Given their playoff success in 2012 and their No. 1 seeding in the Western Conference, many experts are predicting that OKC will make a deep playoff run, yet again. In fact, the Thunder have been so dominant this season, not one of ESPN's 105 analysts for their playoff forecast picked the Houston Rockets to win the series.
That vote shouldn't really surprise anyone. Oklahoma City's a great team that really excels when it's playing fast against high-scoring teams like the Rockets. In addition, this isn't a series the Thunder or their fans are going to struggle to get up for, something that's plagued the No. 1 seeds in the past.
After all, OKC gets to face off against James Harden, the man who spurned the team that drafted him in favor of making a bigger paycheck down in Houston. Most people don't actively hate Harden in Oklahoma City, but you can rest assured that they'd love to see The Bearded One destroyed by his former running mates.

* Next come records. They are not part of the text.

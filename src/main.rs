//! Binary entry point: wires configuration, repositories, the orchestrator,
//! and the scheduler together.

use std::sync::Arc;

use clap::{Parser, Subcommand};
use eyre::Result;
use futures::FutureExt;
use log::error;

use dexmirror::client::{AssetListClient, NodeClient};
use dexmirror::config::{Config, TaskConfig};
use dexmirror::error::IndexerError;
use dexmirror::indexer::Indexer;
use dexmirror::repo::{
    DieselPersistRepository, LcdNodeRepository, Network, Repositories, VerifiedAssetRepository,
};
use dexmirror::scheduler::{Backoff, ErrorHook, Scheduler, Task, TaskFn};
use dexmirror::utils::db_connect;
use dexmirror::utils::logger::setup_logger;

/// Command-line interface.
#[derive(Parser)]
#[command(author, version, about, long_about = None)]
struct Cli {
    /// Optional one-shot subcommand; the default runs the scheduler.
    #[command(subcommand)]
    command: Option<Commands>,
}

/// One-shot operator commands.
#[derive(Subcommand)]
enum Commands {
    /// Run the token sync once and exit
    Tokens,
    /// Run the verified-token sync once and exit
    VerifiedTokens,
    /// Run the pool snapshot sync once and exit
    Pools,
}

#[tokio::main]
async fn main() -> Result<()> {
    setup_logger()?;
    dotenv::dotenv().ok();

    let config = Config::from_env()?;
    let indexer = Arc::new(build_indexer(&config)?);

    let cli = Cli::parse();
    match cli.command {
        Some(Commands::Tokens) => indexer.update_tokens().await?,
        Some(Commands::VerifiedTokens) => indexer.update_verified_tokens().await?,
        Some(Commands::Pools) => indexer.update_latest_pools().await?,
        None => run_scheduler(&config, indexer).await,
    }

    Ok(())
}

/// Constructs the orchestrator over its concrete repositories.
///
/// Identity and configuration errors (unregistered factory, bad pool URL)
/// fail here, at startup, never inside a scheduled loop.
fn build_indexer(config: &Config) -> Result<Indexer, IndexerError> {
    let network = Network::find_by_factory(&config.factory_address)?;
    let node_client = NodeClient::new(&config.node_url(), config.http_timeout)?;
    let asset_client = AssetListClient::new(config.http_timeout)?;
    let src_pool = db_connect::new_pool(&config.src_database_url)?;
    let dst_pool = db_connect::new_pool(&config.dst_database_url)?;

    Ok(Indexer::new(
        &config.chain_id,
        Repositories {
            node: Arc::new(LcdNodeRepository::new(
                node_client,
                &config.chain_id,
                network,
            )),
            asset: Arc::new(VerifiedAssetRepository::new(
                asset_client,
                &config.factory_address,
            )?),
            persist: Arc::new(DieselPersistRepository::new(
                &config.chain_id,
                src_pool,
                dst_pool,
            )),
        },
    ))
}

/// Runs the three reconciliation tasks until one escalates fatally, then
/// shuts down with a non-zero status for the process supervisor to restart.
async fn run_scheduler(config: &Config, indexer: Arc<Indexer>) {
    // Decode failures get their own line; they smell like a schema
    // regression rather than transient unavailability.
    let hook: ErrorHook = Arc::new(|task, err| {
        if matches!(err.root(), IndexerError::Decode(_)) {
            log::warn!("scheduler: {task} hit a decode error; possible schema regression");
        }
    });

    let scheduler = Scheduler::new()
        .register(reconcile_task("update_tokens", config.token_task, {
            let indexer = Arc::clone(&indexer);
            Arc::new(move || {
                let indexer = Arc::clone(&indexer);
                async move { indexer.update_tokens().await }.boxed()
            })
        }))
        .register(reconcile_task(
            "update_verified_tokens",
            config.verified_task,
            {
                let indexer = Arc::clone(&indexer);
                Arc::new(move || {
                    let indexer = Arc::clone(&indexer);
                    async move { indexer.update_verified_tokens().await }.boxed()
                })
            },
        ))
        .register(reconcile_task("update_latest_pools", config.pool_task, {
            let indexer = Arc::clone(&indexer);
            Arc::new(move || {
                let indexer = Arc::clone(&indexer);
                async move { indexer.update_latest_pools().await }.boxed()
            })
        }))
        .with_error_hook(hook);

    if let Err(fatal) = scheduler.run().await {
        // The report form carries the full source chain and a backtrace
        // when RUST_BACKTRACE is set.
        error!("scheduler: {:?}", eyre::Report::new(fatal));
        log::logger().flush();
        std::process::exit(1);
    }
}

/// Packages a reconciliation procedure with its scheduling parameters.
fn reconcile_task(name: &'static str, cfg: TaskConfig, run: TaskFn) -> Task {
    Task {
        name,
        base_delay: cfg.interval,
        tolerance: cfg.tolerance,
        backoff: Backoff::Exponential,
        run,
    }
}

As many Yahoo! Sports pundits point out in this article, don't expect this series to go any more than five games. The Thunder are simply too good for the over-matched Rockets. Look for James Harden to steal a game, but no more than that.
Once you get past the opening round, things begin to get a little more interesting for OKC.
It's tough to make any specific predictions until we know who the Thunder be playing, but it's fairly safe to assume that they'll be favored (sometimes heavily so) against any team they come up against in the Western Conference.
In fact, everyone from ESPN's "Five-on-Five" article is picking the Thunder to represent the West in the NBA Finals for the second straight year.
As Matt Cianfrone says in that article, "Oklahoma City has the two best players in the conference and is the healthiest of any the contenders. It finished tied for first in offensive efficiency and tied for third in defensive efficiency, proving the Thunder can get it done on both ends of the floor."
When you factor in OKC's home-court advantage, it just doesn't get much better than that for championship contenders.
It may seem boring to some, but at this point, a rematch of 2012's NBA Finals seems almost inevitable.
True, the San Antonio Spurs, the New York Knicks or any of the other 12 teams could pull an upset (it is the playoffs), but Ethan Sherwood Strauss probably said it best when he wrote, "The Thunder are much better than any other Western Conference team. The Heat are much better than any other Eastern Conference team. I'm anticipating a sequel."
The Finals are the first time the Thunder won't be the majority favorite; the defending champion Miami Heat have that distinction.
Frankie Garcia of SportsWorldReport.com calls Kevin Durant and LeBron James the "Magic and Bird of our time." A comparison that isn't that far off considering the two's off-court friendship and on-court rivalry.
However, unlike the back-and-forth nature of the Bird-Magic rivalry, don't expect the Durant to overtake LeBron's Heat this season as NBA champs.
It's not that Durant and the Thunder haven't grown as a team this season—they have—and they will undoubtedly give Miami a tougher series this year. That said, Miami has LeBron James, the best player in the league by far, and one of the better supporting casts a superstar could ask for.
OKC will push the champs to six or seven games this year, but Miami's too talented and focused to not stand on top of the mountain at season's end once again.